Arms' length may not be enough for investors

Posted by SherylNash01 in shareholdersshareholder activistscorporate governancecareer/management

SherylNash01

Shareholders recently voiced fresh dissatisfaction with director R. Bruce LaBoon, who is also "of counsel" at Locke Lord Bissell & Liddell, a law firm that provides services to the company.

In its proxy statement, the company cliams that the "attorney fee arrangement with Locke Lord is negotiated on the same basis as arrangements with other outside counsel and is subject to the same terms and conditions."

But that wasn't enough to satisfy investors when it came to LaBoom's re-election to the board, as fifty eight percent of Sterling's shareholders voted to withhold them in his case. Shareholders evidently feel that despite the company's arms-length dealing with his firm, the relationship has the potential to undermine LaBoon's independence and ability to effectively monitor management.

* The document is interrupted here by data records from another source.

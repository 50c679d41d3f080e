//! Form schemas as pure validation functions.
//!
//! Every form type implements [`Validate`], which collects every failing
//! field into [`Violations`] instead of stopping at the first one. Messages
//! are the user-facing strings shown inline next to each field.


pub mod files;
pub mod forms;

use serde::Serialize;

pub const REQUIRED: &str = "This field is required.";
pub const INVALID_TYPE: &str = "Invalid value.";

/// One failing field.
#[derive(Clone, Debug, PartialEq, Eq, Serialize)]
pub struct FieldError {
    pub field: String,
    pub message: String,
}

/// Every failing field of one form, in declaration order.
#[derive(Clone, Debug, Default, PartialEq, Eq, Serialize, thiserror::Error)]
#[error("{} invalid field(s): {}", .errors.len(), summarize(.errors))]
pub struct Violations {
    errors: Vec<FieldError>,
}

impl Violations {
    #[must_use]
    pub fn new() -> Self {
        Self::default()
    }

    pub fn push(&mut self, field: &str, message: impl Into<String>) {
        self.errors.push(FieldError { field: field.to_owned(), message: message.into() });
    }

    #[must_use]
    pub fn is_empty(&self) -> bool {
        self.errors.is_empty()
    }

    #[must_use]
    pub fn len(&self) -> usize {
        self.errors.len()
    }

    #[must_use]
    pub fn errors(&self) -> &[FieldError] {
        &self.errors
    }

    /// First message recorded for `field`.
    #[must_use]
    pub fn message_for(&self, field: &str) -> Option<&str> {
        self.errors
            .iter()
            .find(|error| error.field == field)
            .map(|error| error.message.as_str())
    }

    #[must_use]
    pub fn has(&self, field: &str) -> bool {
        self.message_for(field).is_some()
    }

    /// `Ok(value)` when nothing failed.
    ///
    /// # Errors
    ///
    /// Returns `self` when at least one field failed.
    pub fn into_result<T>(self, value: T) -> Result<T, Self> {
        if self.is_empty() { Ok(value) } else { Err(self) }
    }

    /// Keep only the errors matching `keep`.
    pub fn retain<F: FnMut(&FieldError) -> bool>(&mut self, keep: F) {
        self.errors.retain(keep);
    }

    /// Fails `field` unless `value` has at least `min` characters.
    pub(crate) fn min_chars(&mut self, field: &str, value: &str, min: usize, message: &str) {
        if value.chars().count() < min {
            self.push(field, message);
        }
    }

    /// Fails `field` when `value` is missing or blank.
    pub(crate) fn required(&mut self, field: &str, value: Option<&str>, message: &str) {
        if value.is_none_or(|v| v.trim().is_empty()) {
            self.push(field, message);
        }
    }

    /// Fails `field` when `value` is below `min`.
    pub(crate) fn at_least(&mut self, field: &str, value: i64, min: i64, message: &str) {
        if value < min {
            self.push(field, message);
        }
    }
}

fn summarize(errors: &[FieldError]) -> String {
    errors
        .iter()
        .map(|error| format!("{}: {}", error.field, error.message))
        .collect::<Vec<_>>()
        .join("; ")
}

/// A form that can check itself before submission.
pub trait Validate {
    /// All failing fields; empty when the form is valid.
    fn violations(&self) -> Violations;

    /// # Errors
    ///
    /// Returns [`Violations`] when any field fails.
    fn validate(&self) -> Result<(), Violations> {
        self.violations().into_result(())
    }
}
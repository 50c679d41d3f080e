//! Appointment booking wizard.
//!
//! DESIGN
//! ======
//! Four linear steps: details, date & time, review, payment. Every
//! transition borrows the current wizard and returns the next one, so a
//! refused transition leaves the caller's state untouched and the refusal
//! carries the text to show.
//!
//! Leaving the date & time step in either direction, or jumping past it,
//! requires both a date and a time. Submission happens only from the
//! payment step and only with a payment reference; on success the wizard
//! resets and the screen navigates back.

#[cfg(test)]
#[path = "booking_test.rs"]
mod booking_test;

use std::fmt;

use serde::Serialize;
use time::Date;
use tracing::{info, warn};

use super::schedule::{self, Availability, ScheduleError, TimeRange};
use crate::net::ApiClient;
use crate::net::error::ApiError;
use crate::net::types::{ApiResponse, Doctor};

pub const LAST_STEP: usize = 3;
pub const DATE_TIME_PROMPT: &str = "Please enter date & time";
pub const GO_TO_DATE_TIME: &str = "Go to Step 2";

#[derive(Clone, Copy, Debug, Default, PartialEq, Eq, Hash)]
pub enum BookingStep {
    #[default]
    Details,
    DateTime,
    Review,
    Payment,
}

impl BookingStep {
    pub const ALL: [Self; 4] = [Self::Details, Self::DateTime, Self::Review, Self::Payment];

    #[must_use]
    pub fn index(self) -> usize {
        match self {
            Self::Details => 0,
            Self::DateTime => 1,
            Self::Review => 2,
            Self::Payment => 3,
        }
    }

    #[must_use]
    pub fn from_index(index: usize) -> Option<Self> {
        Self::ALL.get(index).copied()
    }

    #[must_use]
    pub fn label(self) -> &'static str {
        match self {
            Self::Details => "Details",
            Self::DateTime => "Date & Time",
            Self::Review => "Review",
            Self::Payment => "Payment",
        }
    }
}

/// Where the stepper stands.
#[derive(Clone, Copy, Debug, PartialEq, Eq)]
pub struct WizardPosition {
    pub current_step: usize,
    pub is_first_step: bool,
    pub is_last_step: bool,
}

#[derive(Clone, Copy, Debug, Default, PartialEq, Eq)]
pub enum ConsultationMode {
    #[default]
    FaceToFace,
    /// Listed but not offered yet.
    Online,
}

impl ConsultationMode {
    #[must_use]
    pub fn label(self) -> &'static str {
        match self {
            Self::FaceToFace => "Face to Face",
            Self::Online => "Online",
        }
    }
}

/// Appointment being assembled. Nothing is sent until submission.
#[derive(Clone, Debug, Default, PartialEq, Eq)]
pub struct BookingDraft {
    pub recipient_id: i64,
    pub message: Option<String>,
    pub date: Option<Date>,
    pub time_range: Option<TimeRange>,
    pub reference_no: String,
    pub mode: ConsultationMode,
}

impl BookingDraft {
    #[must_use]
    pub fn has_schedule(&self) -> bool {
        self.date.is_some() && self.time_range.is_some()
    }
}

/// Corrective notice shown when a transition is refused, optionally with a
/// shortcut to the step that fixes it.
#[derive(Clone, Copy, Debug, PartialEq, Eq)]
pub struct StepPrompt {
    pub message: &'static str,
    pub action: Option<(&'static str, BookingStep)>,
}

impl StepPrompt {
    #[must_use]
    pub fn date_time() -> Self {
        Self { message: DATE_TIME_PROMPT, action: Some((GO_TO_DATE_TIME, BookingStep::DateTime)) }
    }
}

impl fmt::Display for StepPrompt {
    fn fmt(&self, f: &mut fmt::Formatter<'_>) -> fmt::Result {
        f.write_str(self.message)
    }
}

#[derive(Debug, thiserror::Error)]
pub enum BookingError {
    #[error("{0}")]
    Prompt(StepPrompt),
    #[error(transparent)]
    Schedule(#[from] ScheduleError),
    #[error("Online consultation is not available yet")]
    ModeUnavailable,
    #[error("step {0} does not exist")]
    UnknownStep(usize),
}

impl From<StepPrompt> for BookingError {
    fn from(prompt: StepPrompt) -> Self {
        Self::Prompt(prompt)
    }
}

#[derive(Debug, thiserror::Error)]
pub enum SubmitError {
    #[error("Submit is only available on the payment step")]
    NotLastStep,
    #[error("Please enter date & time")]
    MissingSchedule,
    #[error("Please complete the payment first and enter the reference no.")]
    MissingReference,
    #[error(transparent)]
    Api(#[from] ApiError),
}

/// Body of `POST /api/appointments`.
#[derive(Clone, Debug, PartialEq, Eq, Serialize)]
pub struct AppointmentRequest {
    pub doctor_id: i64,
    #[serde(skip_serializing_if = "Option::is_none")]
    pub message: Option<String>,
    pub date: String,
    pub time: [String; 2],
    pub reference_no: String,
}

/// Remote create call used by [`BookingWizard::submit`].
#[async_trait::async_trait]
pub trait AppointmentGateway: Send + Sync {
    async fn create_appointment(&self, request: &AppointmentRequest) -> Result<ApiResponse, ApiError>;
}

#[async_trait::async_trait]
impl AppointmentGateway for ApiClient {
    async fn create_appointment(&self, request: &AppointmentRequest) -> Result<ApiResponse, ApiError> {
        ApiClient::create_appointment(self, request).await
    }
}

#[derive(Debug)]
pub enum SubmitOutcome {
    /// Created. Carries the reset wizard; the screen should go back.
    NavigateBack { wizard: BookingWizard, message: Option<String> },
    /// The backend answered without success; the draft is kept.
    Rejected { message: String },
}

/// What the review and payment steps display.
#[derive(Clone, Debug, PartialEq)]
pub struct ReviewSummary {
    pub doctor_name: String,
    pub email: Option<String>,
    pub contact_number: Option<String>,
    pub address: Option<String>,
    pub mode: &'static str,
    pub date: Option<String>,
    pub time: Option<String>,
    pub message: Option<String>,
    pub fee: Option<f64>,
    pub gcash_number: Option<String>,
    pub gcash_qr_url: Option<String>,
}

#[derive(Clone, Debug, PartialEq, Eq)]
pub struct BookingWizard {
    availability: Availability,
    step: BookingStep,
    draft: BookingDraft,
    today: Date,
}

impl BookingWizard {
    #[must_use]
    pub fn new(recipient_id: i64, availability: Availability) -> Self {
        Self::starting_on(recipient_id, availability, schedule::today())
    }

    /// Wizard whose "past date" cutoff is `today`.
    #[must_use]
    pub fn starting_on(recipient_id: i64, availability: Availability, today: Date) -> Self {
        Self {
            availability,
            step: BookingStep::Details,
            draft: BookingDraft { recipient_id, ..BookingDraft::default() },
            today,
        }
    }

    /// Book with a doctor; appointments reference the clinic profile id.
    #[must_use]
    pub fn for_doctor(doctor: &Doctor) -> Self {
        Self::new(doctor.doctor.id, Availability::from_profile(&doctor.doctor))
    }

    #[must_use]
    pub fn step(&self) -> BookingStep {
        self.step
    }

    #[must_use]
    pub fn draft(&self) -> &BookingDraft {
        &self.draft
    }

    #[must_use]
    pub fn availability(&self) -> &Availability {
        &self.availability
    }

    #[must_use]
    pub fn position(&self) -> WizardPosition {
        let current_step = self.step.index();
        WizardPosition { current_step, is_first_step: current_step == 0, is_last_step: current_step == LAST_STEP }
    }

    fn at(&self, step: BookingStep) -> Self {
        Self { step, ..self.clone() }
    }

    fn leaving_incomplete_date_time(&self) -> bool {
        self.step == BookingStep::DateTime && !self.draft.has_schedule()
    }

    /// Advance one step. A no-op on the last step.
    ///
    /// # Errors
    ///
    /// The date & time prompt when leaving that step without both values.
    pub fn next(&self) -> Result<Self, StepPrompt> {
        if self.leaving_incomplete_date_time() {
            return Err(StepPrompt::date_time());
        }
        let next = BookingStep::from_index(self.step.index() + 1).unwrap_or(self.step);
        Ok(self.at(next))
    }

    /// Go back one step. A no-op on the first step.
    ///
    /// # Errors
    ///
    /// The date & time prompt when leaving that step without both values.
    pub fn prev(&self) -> Result<Self, StepPrompt> {
        if self.leaving_incomplete_date_time() {
            return Err(StepPrompt::date_time());
        }
        let prev = self.step.index().checked_sub(1).and_then(BookingStep::from_index);
        Ok(self.at(prev.unwrap_or(self.step)))
    }

    /// Jump via the step indicator. Details and date & time are always
    /// reachable; later steps need a date and a time.
    ///
    /// # Errors
    ///
    /// The date & time prompt when the jump is not yet allowed.
    pub fn select_step(&self, target: BookingStep) -> Result<Self, StepPrompt> {
        if target.index() > BookingStep::DateTime.index() && !self.draft.has_schedule() {
            return Err(StepPrompt::date_time());
        }
        Ok(self.at(target))
    }

    /// [`Self::select_step`] by zero-based index.
    ///
    /// # Errors
    ///
    /// [`BookingError::UnknownStep`] past the last step, otherwise as
    /// [`Self::select_step`].
    pub fn select_index(&self, index: usize) -> Result<Self, BookingError> {
        let target = BookingStep::from_index(index).ok_or(BookingError::UnknownStep(index))?;
        Ok(self.select_step(target)?)
    }

    /// # Errors
    ///
    /// [`ScheduleError`] for past dates and days the doctor does not work.
    pub fn select_date(&self, date: Date) -> Result<Self, ScheduleError> {
        let date = self.availability.check_date(date, self.today)?;
        let mut next = self.clone();
        next.draft.date = Some(date);
        Ok(next)
    }

    /// # Errors
    ///
    /// [`ScheduleError::OutsideWindow`] when either end is outside the
    /// doctor's hours.
    pub fn select_time(&self, range: TimeRange) -> Result<Self, ScheduleError> {
        let range = self.availability.check_time(range)?;
        let mut next = self.clone();
        next.draft.time_range = Some(range);
        Ok(next)
    }

    /// Blank messages are dropped.
    #[must_use]
    pub fn with_message(&self, message: Option<&str>) -> Self {
        let mut next = self.clone();
        next.draft.message = message.map(str::trim).filter(|m| !m.is_empty()).map(ToOwned::to_owned);
        next
    }

    /// # Errors
    ///
    /// [`BookingError::ModeUnavailable`] for online consultations.
    pub fn with_mode(&self, mode: ConsultationMode) -> Result<Self, BookingError> {
        if mode == ConsultationMode::Online {
            return Err(BookingError::ModeUnavailable);
        }
        let mut next = self.clone();
        next.draft.mode = mode;
        Ok(next)
    }

    #[must_use]
    pub fn with_reference(&self, reference_no: &str) -> Self {
        let mut next = self.clone();
        next.draft.reference_no = reference_no.trim().to_owned();
        next
    }

    #[must_use]
    pub fn can_submit(&self) -> bool {
        self.position().is_last_step
    }

    /// Request body for the current draft.
    ///
    /// # Errors
    ///
    /// [`SubmitError`] unless on the last step with a complete draft and a
    /// payment reference.
    pub fn submission(&self) -> Result<AppointmentRequest, SubmitError> {
        if !self.can_submit() {
            return Err(SubmitError::NotLastStep);
        }
        if self.draft.reference_no.is_empty() {
            return Err(SubmitError::MissingReference);
        }
        let (Some(date), Some(range)) = (self.draft.date, self.draft.time_range) else {
            return Err(SubmitError::MissingSchedule);
        };
        Ok(AppointmentRequest {
            doctor_id: self.draft.recipient_id,
            message: self.draft.message.clone(),
            date: schedule::format_date(date),
            time: range.to_wire(),
            reference_no: self.draft.reference_no.clone(),
        })
    }

    /// Create the appointment.
    ///
    /// # Errors
    ///
    /// Validation errors from [`Self::submission`] (the gateway is not
    /// called) or the transport error.
    pub async fn submit(&self, gateway: &dyn AppointmentGateway) -> Result<SubmitOutcome, SubmitError> {
        let request = self.submission()?;
        info!(doctor_id = request.doctor_id, date = %request.date, "submitting appointment");
        let response = gateway.create_appointment(&request).await?;
        if response.is_success() {
            return Ok(SubmitOutcome::NavigateBack { wizard: self.reset(), message: response.message });
        }
        let message = response.message.unwrap_or_else(|| "Appointment was not created".to_owned());
        warn!(doctor_id = request.doctor_id, %message, "appointment rejected");
        Ok(SubmitOutcome::Rejected { message })
    }

    /// Back to the first step with an empty draft for the same doctor.
    #[must_use]
    pub fn reset(&self) -> Self {
        Self::starting_on(self.draft.recipient_id, self.availability.clone(), self.today)
    }

    #[must_use]
    pub fn review(&self, doctor: &Doctor) -> ReviewSummary {
        let profile = &doctor.doctor;
        ReviewSummary {
            doctor_name: doctor.display_name(),
            email: doctor.email.clone(),
            contact_number: doctor.contact_number.clone(),
            address: profile.address.clone(),
            mode: self.draft.mode.label(),
            date: self.draft.date.map(schedule::format_date),
            time: self.draft.time_range.map(|range| range.to_string()),
            message: self.draft.message.clone(),
            fee: profile.doctor_fee,
            gcash_number: profile.gcash_number.clone(),
            gcash_qr_url: profile.gcash_qr_code.as_ref().map(|qr| qr.url.clone()),
        }
    }
}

This isn't the first time LaBoon's independence and commitment to oversight has been called into question. In 2007, 48 percent of shareholders withheld their votes from him. This time around it didn't help that Sterling Bancshares'  annual meeting this year was held at the Locke Lord officce and that LaBoon reports the law firm's address as his address on his Form 4.

While Annalisa Barrett, a senior research associate with The Corporate Library, says the situation isn't all that unusual. "We see situations like this often -- presumably, the boards feel that they have sufficiently considered the potential for a conflict and have decided that, in this case with the individual person, it is not a concern," Barrett said.

 But such situations are drawing more attention these days than they normally would.

LaBoon, a former director of JP Morgan Chase and Texas Commerce Bancshares, sits of Sterling's executive, corporate governance and strategic planning committees.